§ Task statement: Your answer should be one number: how many lines below have the word "Duration".

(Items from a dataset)
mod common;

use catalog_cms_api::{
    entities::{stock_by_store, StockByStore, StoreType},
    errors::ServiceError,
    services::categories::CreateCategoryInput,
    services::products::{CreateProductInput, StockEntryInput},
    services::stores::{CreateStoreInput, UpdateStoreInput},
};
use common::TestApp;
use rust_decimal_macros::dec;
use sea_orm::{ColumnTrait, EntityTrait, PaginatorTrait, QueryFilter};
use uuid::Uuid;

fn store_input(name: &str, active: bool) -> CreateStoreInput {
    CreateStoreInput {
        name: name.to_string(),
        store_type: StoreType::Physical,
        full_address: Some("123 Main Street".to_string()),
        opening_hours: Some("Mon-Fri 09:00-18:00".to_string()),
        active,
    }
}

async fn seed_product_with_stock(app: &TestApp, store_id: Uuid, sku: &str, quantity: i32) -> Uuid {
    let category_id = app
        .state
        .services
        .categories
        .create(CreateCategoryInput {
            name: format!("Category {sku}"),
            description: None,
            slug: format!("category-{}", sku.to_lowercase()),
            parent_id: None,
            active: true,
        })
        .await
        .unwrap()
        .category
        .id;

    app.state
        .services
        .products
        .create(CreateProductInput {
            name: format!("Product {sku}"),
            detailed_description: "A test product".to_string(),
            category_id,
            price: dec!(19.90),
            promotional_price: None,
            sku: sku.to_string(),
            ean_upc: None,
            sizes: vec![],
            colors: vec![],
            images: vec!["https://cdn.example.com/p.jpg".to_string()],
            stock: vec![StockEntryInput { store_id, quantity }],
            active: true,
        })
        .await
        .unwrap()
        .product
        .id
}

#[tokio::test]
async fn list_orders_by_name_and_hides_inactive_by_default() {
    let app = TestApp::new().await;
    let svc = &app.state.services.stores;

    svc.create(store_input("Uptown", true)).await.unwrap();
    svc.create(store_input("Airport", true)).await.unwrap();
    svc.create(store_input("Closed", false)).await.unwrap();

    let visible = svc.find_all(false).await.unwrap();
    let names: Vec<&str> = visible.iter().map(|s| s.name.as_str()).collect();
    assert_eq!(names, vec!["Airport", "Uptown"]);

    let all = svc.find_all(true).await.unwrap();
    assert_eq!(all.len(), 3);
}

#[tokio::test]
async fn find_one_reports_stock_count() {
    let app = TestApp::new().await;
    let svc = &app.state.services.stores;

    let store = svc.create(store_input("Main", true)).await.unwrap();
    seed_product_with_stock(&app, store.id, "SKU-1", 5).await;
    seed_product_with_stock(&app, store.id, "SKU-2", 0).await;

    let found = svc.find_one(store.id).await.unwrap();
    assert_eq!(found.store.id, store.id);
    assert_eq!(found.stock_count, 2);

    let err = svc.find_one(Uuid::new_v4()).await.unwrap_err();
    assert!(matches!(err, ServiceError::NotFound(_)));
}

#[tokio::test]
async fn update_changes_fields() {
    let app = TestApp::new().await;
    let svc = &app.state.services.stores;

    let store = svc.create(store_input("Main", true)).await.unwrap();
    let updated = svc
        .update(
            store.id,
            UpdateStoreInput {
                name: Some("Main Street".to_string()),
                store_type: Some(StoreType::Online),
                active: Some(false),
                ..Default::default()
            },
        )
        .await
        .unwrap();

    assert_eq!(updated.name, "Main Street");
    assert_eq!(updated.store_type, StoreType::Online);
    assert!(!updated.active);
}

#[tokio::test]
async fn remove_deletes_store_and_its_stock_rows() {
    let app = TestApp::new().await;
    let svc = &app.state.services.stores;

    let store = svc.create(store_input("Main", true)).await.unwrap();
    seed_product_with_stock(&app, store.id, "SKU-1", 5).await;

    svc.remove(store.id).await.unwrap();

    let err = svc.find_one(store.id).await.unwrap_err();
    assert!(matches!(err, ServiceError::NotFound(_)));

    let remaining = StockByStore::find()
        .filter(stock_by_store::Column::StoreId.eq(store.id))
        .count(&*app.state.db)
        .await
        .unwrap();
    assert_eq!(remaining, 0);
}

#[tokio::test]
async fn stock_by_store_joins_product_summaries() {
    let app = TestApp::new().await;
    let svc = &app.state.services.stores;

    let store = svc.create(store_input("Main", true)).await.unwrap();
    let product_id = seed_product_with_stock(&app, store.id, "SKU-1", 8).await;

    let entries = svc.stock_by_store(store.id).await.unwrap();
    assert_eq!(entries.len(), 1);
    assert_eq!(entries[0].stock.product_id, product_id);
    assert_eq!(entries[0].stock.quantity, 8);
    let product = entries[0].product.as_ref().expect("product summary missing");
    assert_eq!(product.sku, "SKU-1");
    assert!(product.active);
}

...

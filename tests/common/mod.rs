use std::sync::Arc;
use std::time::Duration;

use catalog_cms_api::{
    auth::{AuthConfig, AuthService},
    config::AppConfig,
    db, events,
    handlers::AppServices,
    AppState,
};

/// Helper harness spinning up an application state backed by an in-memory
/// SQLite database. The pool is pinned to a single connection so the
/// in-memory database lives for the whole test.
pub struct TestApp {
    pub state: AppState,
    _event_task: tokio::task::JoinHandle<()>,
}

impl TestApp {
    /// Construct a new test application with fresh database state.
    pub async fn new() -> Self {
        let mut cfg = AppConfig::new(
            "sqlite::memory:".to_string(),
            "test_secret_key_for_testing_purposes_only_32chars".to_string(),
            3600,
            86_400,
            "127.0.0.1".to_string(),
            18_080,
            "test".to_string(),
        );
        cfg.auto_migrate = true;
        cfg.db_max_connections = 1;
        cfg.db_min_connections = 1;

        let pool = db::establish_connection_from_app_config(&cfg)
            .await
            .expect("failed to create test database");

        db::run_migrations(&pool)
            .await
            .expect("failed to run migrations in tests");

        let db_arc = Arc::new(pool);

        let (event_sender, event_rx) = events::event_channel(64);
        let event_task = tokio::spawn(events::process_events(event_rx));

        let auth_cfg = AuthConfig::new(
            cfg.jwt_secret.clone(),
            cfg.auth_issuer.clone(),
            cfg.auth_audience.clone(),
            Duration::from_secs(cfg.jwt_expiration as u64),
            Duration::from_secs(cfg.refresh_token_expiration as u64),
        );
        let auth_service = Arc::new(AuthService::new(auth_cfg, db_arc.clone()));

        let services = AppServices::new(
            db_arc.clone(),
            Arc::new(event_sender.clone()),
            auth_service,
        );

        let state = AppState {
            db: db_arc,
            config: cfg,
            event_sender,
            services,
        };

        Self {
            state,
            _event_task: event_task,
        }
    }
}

§ Response to the exercise: 3